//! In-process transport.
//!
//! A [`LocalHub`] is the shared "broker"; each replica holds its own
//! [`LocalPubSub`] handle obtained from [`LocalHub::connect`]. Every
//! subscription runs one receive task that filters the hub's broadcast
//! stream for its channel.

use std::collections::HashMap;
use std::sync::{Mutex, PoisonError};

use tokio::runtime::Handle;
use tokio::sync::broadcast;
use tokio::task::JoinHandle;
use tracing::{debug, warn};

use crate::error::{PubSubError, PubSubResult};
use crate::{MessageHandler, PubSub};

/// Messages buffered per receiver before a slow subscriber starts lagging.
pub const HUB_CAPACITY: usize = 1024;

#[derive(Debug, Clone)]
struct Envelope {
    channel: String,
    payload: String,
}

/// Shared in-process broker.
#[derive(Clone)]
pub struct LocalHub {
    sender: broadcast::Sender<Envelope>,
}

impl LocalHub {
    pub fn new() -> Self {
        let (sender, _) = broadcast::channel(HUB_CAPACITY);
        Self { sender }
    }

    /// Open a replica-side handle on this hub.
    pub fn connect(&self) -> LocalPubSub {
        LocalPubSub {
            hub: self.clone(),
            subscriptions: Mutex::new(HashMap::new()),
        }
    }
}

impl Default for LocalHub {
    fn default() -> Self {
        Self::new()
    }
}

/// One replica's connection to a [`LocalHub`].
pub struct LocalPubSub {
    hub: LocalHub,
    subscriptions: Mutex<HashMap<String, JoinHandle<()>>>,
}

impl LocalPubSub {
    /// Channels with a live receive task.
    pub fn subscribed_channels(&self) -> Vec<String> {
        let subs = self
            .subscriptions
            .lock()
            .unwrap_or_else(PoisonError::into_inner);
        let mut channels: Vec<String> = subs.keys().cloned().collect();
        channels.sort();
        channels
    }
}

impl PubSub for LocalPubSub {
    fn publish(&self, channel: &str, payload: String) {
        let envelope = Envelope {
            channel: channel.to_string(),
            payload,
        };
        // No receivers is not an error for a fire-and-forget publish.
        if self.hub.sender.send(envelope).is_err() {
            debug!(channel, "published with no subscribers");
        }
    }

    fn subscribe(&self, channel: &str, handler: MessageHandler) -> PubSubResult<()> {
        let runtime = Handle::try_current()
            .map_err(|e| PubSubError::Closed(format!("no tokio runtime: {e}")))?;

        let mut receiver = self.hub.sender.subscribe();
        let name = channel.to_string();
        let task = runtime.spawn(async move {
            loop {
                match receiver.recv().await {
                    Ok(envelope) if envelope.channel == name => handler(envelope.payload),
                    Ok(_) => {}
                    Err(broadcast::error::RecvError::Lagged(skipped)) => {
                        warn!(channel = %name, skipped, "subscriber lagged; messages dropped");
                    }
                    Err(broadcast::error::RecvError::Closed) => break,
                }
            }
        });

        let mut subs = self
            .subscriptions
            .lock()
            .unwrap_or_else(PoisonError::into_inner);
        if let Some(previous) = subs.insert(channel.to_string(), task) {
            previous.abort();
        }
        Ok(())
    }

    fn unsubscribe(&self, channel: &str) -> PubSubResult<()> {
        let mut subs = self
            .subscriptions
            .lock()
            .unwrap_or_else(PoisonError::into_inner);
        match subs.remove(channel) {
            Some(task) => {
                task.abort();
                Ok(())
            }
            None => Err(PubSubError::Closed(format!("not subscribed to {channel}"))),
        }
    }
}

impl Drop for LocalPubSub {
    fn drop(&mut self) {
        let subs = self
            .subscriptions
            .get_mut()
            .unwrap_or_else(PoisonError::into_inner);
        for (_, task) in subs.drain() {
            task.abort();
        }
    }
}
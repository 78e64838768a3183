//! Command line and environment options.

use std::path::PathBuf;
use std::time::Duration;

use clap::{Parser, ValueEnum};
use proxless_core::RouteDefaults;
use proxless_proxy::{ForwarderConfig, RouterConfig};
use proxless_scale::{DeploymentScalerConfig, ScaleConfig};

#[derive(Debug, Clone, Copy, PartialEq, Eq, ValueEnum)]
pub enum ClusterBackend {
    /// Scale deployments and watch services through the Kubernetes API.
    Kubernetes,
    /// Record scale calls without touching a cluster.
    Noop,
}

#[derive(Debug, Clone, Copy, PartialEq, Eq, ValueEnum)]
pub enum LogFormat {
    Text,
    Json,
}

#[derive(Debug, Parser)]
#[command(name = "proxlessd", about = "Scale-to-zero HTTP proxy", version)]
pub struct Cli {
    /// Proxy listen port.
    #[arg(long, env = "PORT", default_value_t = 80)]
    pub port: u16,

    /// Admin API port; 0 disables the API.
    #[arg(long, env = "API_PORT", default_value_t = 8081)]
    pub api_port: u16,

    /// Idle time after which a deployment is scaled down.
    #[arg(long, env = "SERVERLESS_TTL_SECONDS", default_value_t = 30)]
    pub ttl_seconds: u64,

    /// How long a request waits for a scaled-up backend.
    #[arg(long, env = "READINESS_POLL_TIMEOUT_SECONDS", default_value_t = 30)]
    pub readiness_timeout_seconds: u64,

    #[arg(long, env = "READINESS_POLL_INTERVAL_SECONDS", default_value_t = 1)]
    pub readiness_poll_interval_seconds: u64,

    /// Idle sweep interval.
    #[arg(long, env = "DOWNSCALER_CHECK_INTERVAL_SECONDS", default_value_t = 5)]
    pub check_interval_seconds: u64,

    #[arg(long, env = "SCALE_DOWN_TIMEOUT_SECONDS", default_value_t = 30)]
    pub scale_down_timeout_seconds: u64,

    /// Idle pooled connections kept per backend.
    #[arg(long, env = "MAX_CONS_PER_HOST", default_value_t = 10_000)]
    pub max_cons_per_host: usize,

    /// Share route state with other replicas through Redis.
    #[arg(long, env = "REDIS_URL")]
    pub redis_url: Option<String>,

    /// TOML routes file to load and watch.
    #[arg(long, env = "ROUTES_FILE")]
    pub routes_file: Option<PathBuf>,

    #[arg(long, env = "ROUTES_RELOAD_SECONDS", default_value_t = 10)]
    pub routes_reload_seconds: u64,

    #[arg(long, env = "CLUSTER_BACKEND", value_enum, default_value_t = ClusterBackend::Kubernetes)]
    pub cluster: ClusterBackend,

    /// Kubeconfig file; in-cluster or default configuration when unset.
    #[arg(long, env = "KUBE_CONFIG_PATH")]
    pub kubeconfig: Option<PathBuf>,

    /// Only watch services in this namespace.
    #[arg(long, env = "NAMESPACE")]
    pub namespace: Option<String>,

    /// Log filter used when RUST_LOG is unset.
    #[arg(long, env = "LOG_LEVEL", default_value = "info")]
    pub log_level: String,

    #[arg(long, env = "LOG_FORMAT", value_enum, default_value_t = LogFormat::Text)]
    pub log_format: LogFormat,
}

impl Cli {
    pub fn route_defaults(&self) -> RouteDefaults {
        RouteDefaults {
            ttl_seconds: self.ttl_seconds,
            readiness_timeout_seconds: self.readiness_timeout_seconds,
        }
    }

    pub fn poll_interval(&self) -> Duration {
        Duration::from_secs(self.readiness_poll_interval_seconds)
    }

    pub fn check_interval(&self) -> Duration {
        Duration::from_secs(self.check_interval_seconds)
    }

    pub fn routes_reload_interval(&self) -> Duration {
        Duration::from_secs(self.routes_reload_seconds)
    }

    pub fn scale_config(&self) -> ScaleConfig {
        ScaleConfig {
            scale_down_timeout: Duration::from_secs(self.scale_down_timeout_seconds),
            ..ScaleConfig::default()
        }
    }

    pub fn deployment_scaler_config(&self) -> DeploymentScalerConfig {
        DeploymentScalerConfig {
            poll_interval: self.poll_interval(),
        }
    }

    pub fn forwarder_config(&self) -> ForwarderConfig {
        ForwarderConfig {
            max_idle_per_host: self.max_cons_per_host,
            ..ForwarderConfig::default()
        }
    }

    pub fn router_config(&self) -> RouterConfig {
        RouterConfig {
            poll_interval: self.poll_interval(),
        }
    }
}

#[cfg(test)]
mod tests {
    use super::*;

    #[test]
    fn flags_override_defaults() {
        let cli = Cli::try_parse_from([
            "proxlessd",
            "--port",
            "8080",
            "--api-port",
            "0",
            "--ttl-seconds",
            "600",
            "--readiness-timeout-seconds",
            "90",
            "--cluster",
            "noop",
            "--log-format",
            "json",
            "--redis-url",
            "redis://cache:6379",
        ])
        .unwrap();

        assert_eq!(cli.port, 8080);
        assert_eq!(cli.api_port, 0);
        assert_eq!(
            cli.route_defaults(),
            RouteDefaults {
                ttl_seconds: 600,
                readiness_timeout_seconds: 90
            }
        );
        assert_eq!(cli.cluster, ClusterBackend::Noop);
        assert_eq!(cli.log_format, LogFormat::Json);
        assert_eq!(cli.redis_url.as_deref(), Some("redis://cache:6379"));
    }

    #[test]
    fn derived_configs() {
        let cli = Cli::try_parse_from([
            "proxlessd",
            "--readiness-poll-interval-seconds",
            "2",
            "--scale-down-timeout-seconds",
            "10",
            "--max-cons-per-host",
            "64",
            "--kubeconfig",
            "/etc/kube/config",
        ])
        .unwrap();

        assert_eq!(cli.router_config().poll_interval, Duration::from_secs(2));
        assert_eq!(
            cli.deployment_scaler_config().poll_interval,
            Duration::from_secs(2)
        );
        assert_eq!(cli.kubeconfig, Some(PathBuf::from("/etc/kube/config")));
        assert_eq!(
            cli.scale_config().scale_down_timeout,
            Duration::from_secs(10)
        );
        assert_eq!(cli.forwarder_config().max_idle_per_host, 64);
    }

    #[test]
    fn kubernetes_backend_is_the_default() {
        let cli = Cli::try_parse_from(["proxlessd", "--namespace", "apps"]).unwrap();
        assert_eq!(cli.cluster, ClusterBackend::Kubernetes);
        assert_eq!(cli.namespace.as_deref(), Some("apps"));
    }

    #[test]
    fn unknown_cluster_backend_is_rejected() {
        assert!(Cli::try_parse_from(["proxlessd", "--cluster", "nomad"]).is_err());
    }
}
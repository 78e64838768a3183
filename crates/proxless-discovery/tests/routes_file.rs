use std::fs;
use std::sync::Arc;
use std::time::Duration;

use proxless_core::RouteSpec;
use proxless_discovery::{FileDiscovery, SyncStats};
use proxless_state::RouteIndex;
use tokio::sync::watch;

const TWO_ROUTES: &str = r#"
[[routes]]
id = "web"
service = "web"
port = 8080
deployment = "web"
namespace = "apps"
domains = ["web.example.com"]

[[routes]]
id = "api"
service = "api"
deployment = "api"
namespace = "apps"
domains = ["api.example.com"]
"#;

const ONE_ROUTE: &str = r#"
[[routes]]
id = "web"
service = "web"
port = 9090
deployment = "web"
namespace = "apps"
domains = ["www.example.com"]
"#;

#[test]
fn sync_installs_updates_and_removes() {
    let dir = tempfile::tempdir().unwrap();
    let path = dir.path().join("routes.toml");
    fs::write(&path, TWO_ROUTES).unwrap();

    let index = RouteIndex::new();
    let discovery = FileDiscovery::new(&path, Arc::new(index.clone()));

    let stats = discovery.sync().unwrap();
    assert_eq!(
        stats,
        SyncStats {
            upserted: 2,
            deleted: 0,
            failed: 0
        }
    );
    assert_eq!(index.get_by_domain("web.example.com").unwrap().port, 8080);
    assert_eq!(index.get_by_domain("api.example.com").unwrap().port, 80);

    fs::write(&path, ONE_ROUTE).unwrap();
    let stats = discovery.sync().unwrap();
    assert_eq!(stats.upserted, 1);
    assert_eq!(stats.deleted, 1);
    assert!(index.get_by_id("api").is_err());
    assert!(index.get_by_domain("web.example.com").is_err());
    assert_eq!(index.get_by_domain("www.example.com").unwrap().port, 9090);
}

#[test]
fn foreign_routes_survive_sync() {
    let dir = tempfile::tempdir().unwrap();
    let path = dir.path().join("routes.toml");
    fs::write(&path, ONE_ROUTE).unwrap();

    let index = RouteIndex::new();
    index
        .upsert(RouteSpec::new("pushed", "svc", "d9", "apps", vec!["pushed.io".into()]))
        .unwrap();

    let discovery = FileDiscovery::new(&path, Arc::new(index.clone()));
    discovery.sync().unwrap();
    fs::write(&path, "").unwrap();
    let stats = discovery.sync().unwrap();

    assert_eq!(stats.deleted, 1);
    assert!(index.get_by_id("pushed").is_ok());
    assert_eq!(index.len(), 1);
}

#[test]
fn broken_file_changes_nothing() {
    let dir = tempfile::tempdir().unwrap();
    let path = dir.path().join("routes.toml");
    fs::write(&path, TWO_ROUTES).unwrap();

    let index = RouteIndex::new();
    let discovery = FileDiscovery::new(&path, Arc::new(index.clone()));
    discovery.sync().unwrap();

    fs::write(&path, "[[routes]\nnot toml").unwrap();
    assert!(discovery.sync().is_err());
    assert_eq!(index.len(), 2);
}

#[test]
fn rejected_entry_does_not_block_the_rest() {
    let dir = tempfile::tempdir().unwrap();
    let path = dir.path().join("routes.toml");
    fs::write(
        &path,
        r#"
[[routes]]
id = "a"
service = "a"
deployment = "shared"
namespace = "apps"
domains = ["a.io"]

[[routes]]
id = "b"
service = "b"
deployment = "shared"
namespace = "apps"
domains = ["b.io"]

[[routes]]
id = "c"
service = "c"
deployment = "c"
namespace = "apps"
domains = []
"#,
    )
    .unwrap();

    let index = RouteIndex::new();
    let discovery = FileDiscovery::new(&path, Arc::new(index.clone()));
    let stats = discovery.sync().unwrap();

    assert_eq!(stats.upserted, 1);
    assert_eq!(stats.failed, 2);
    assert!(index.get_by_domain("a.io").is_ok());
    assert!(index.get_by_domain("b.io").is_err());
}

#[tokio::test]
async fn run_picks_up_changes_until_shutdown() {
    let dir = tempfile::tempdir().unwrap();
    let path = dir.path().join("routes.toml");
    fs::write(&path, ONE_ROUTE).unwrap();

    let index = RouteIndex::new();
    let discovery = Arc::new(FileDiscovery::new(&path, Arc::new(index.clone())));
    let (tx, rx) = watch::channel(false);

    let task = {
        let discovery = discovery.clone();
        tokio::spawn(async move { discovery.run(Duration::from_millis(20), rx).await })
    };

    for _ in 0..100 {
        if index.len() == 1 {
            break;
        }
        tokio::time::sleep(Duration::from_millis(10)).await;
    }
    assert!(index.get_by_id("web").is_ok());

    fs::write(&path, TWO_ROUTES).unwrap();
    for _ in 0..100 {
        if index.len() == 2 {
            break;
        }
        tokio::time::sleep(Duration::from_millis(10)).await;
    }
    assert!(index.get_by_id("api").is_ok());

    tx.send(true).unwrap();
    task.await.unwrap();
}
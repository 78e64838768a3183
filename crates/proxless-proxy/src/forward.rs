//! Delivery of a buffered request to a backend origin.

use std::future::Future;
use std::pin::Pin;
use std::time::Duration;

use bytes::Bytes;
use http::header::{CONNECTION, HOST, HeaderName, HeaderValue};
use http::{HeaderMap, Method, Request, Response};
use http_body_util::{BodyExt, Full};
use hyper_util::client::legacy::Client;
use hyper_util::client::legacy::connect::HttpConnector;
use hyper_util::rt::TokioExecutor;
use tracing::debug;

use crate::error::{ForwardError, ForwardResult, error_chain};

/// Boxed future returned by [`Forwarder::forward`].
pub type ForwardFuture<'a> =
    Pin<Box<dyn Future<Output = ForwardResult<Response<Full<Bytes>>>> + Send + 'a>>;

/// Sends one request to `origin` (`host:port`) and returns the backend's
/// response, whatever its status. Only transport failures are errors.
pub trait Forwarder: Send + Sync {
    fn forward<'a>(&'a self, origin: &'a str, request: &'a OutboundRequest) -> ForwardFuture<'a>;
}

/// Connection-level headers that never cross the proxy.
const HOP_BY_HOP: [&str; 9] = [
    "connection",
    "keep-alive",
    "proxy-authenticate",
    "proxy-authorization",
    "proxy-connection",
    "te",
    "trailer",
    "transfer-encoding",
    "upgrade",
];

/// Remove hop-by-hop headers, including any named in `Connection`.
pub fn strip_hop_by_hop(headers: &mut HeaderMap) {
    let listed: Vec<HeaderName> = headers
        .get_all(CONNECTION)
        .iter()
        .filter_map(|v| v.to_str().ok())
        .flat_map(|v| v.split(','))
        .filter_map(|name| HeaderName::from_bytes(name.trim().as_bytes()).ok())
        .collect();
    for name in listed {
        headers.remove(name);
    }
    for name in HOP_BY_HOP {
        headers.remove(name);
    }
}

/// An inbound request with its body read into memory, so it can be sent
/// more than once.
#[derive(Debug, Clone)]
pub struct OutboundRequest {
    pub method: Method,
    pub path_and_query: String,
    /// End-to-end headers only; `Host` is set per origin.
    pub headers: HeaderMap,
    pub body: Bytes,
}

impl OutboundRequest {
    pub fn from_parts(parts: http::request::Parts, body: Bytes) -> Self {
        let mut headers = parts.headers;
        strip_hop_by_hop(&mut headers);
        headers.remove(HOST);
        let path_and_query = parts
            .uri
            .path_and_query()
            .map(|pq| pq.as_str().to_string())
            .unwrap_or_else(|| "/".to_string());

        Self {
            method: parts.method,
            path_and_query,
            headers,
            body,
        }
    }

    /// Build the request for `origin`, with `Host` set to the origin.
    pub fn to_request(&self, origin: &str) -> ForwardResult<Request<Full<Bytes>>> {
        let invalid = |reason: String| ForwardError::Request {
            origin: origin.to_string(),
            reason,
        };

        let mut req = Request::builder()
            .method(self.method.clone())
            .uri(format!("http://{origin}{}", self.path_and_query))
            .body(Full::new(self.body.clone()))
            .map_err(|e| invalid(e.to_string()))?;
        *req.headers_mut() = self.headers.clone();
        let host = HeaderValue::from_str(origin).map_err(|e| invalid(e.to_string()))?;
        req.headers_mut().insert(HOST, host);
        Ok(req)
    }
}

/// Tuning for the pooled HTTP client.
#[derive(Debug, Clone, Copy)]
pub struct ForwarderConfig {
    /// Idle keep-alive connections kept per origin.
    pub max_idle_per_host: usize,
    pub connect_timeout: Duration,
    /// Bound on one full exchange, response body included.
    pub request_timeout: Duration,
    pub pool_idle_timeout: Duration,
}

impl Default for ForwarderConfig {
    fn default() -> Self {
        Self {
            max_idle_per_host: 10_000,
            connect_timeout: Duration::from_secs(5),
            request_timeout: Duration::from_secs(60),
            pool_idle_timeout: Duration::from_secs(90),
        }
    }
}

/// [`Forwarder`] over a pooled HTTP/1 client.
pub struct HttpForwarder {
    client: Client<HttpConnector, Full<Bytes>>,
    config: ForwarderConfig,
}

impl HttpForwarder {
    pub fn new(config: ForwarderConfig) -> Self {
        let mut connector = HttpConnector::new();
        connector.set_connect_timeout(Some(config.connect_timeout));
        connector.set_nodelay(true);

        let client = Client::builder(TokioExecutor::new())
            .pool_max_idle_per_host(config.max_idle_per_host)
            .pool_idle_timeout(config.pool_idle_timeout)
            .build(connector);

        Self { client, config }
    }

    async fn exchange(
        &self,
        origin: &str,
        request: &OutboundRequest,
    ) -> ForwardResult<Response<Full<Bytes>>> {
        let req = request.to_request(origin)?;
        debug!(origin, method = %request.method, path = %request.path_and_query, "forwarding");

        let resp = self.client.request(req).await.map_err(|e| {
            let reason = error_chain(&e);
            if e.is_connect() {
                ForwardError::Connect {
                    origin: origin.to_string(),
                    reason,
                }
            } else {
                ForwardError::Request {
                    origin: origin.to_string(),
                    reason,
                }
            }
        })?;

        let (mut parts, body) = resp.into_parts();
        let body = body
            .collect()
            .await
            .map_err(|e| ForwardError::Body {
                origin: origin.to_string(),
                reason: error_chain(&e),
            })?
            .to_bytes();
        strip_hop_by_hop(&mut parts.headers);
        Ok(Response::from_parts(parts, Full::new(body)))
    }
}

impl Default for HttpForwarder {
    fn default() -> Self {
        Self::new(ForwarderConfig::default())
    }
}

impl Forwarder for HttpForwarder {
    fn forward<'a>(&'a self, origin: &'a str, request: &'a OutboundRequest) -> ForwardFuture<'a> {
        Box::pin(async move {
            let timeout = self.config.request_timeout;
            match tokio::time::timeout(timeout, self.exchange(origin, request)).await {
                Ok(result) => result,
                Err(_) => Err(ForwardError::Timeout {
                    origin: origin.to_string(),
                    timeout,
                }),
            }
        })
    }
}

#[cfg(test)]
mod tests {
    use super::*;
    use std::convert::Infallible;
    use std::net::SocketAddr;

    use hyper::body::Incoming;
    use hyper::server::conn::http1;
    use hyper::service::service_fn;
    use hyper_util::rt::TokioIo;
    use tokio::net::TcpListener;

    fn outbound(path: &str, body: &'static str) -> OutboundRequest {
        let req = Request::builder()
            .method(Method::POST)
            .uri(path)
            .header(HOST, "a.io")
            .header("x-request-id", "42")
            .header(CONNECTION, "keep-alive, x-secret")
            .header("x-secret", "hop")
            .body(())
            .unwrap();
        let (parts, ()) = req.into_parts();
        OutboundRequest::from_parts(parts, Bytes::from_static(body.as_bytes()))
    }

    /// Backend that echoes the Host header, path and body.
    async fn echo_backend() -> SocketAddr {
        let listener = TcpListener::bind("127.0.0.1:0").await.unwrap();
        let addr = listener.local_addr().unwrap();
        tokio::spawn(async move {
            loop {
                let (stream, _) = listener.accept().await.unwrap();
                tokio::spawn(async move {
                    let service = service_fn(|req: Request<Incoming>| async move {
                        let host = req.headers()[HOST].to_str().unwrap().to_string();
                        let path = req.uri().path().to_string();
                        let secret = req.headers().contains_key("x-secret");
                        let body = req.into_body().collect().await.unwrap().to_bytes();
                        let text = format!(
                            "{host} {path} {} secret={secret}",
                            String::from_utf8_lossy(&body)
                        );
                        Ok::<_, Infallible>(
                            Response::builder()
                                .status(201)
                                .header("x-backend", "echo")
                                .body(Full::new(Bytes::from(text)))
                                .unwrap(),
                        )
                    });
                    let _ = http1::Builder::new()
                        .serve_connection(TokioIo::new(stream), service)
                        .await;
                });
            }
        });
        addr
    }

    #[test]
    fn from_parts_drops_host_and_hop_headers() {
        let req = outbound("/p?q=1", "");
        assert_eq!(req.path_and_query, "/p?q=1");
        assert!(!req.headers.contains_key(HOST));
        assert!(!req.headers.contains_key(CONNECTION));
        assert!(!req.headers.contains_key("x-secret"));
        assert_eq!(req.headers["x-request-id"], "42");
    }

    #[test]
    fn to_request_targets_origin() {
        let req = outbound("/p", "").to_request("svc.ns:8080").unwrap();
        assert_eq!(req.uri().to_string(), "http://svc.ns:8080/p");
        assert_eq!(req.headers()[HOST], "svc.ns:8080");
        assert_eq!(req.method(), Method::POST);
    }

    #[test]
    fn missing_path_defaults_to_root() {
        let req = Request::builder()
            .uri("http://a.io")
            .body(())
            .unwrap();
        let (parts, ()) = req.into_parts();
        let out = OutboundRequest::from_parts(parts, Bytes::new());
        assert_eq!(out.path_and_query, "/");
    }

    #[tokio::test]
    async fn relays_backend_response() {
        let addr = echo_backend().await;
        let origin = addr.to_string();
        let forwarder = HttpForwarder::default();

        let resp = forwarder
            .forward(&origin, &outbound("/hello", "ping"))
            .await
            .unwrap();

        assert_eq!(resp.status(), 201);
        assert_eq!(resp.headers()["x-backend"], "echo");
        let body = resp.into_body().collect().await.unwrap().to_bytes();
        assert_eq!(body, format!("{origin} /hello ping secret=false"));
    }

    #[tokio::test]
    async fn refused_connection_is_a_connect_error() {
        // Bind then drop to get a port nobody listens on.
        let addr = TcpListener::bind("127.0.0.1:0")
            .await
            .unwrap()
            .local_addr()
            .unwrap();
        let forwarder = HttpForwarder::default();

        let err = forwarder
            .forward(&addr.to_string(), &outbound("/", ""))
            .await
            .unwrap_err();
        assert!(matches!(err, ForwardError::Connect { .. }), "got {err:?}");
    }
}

◇ ◇ ◇ ◇

[Prompt] Please set down again, word for word, only the lines from the start of the entries through the line with "use tokio::runtime::Handle;", both ends included.

[Task response]
//! In-process transport.
//!
//! A [`LocalHub`] is the shared "broker"; each replica holds its own
//! [`LocalPubSub`] handle obtained from [`LocalHub::connect`]. Every
//! subscription runs one receive task that filters the hub's broadcast
//! stream for its channel.

use std::collections::HashMap;
use std::sync::{Mutex, PoisonError};

use tokio::runtime::Handle;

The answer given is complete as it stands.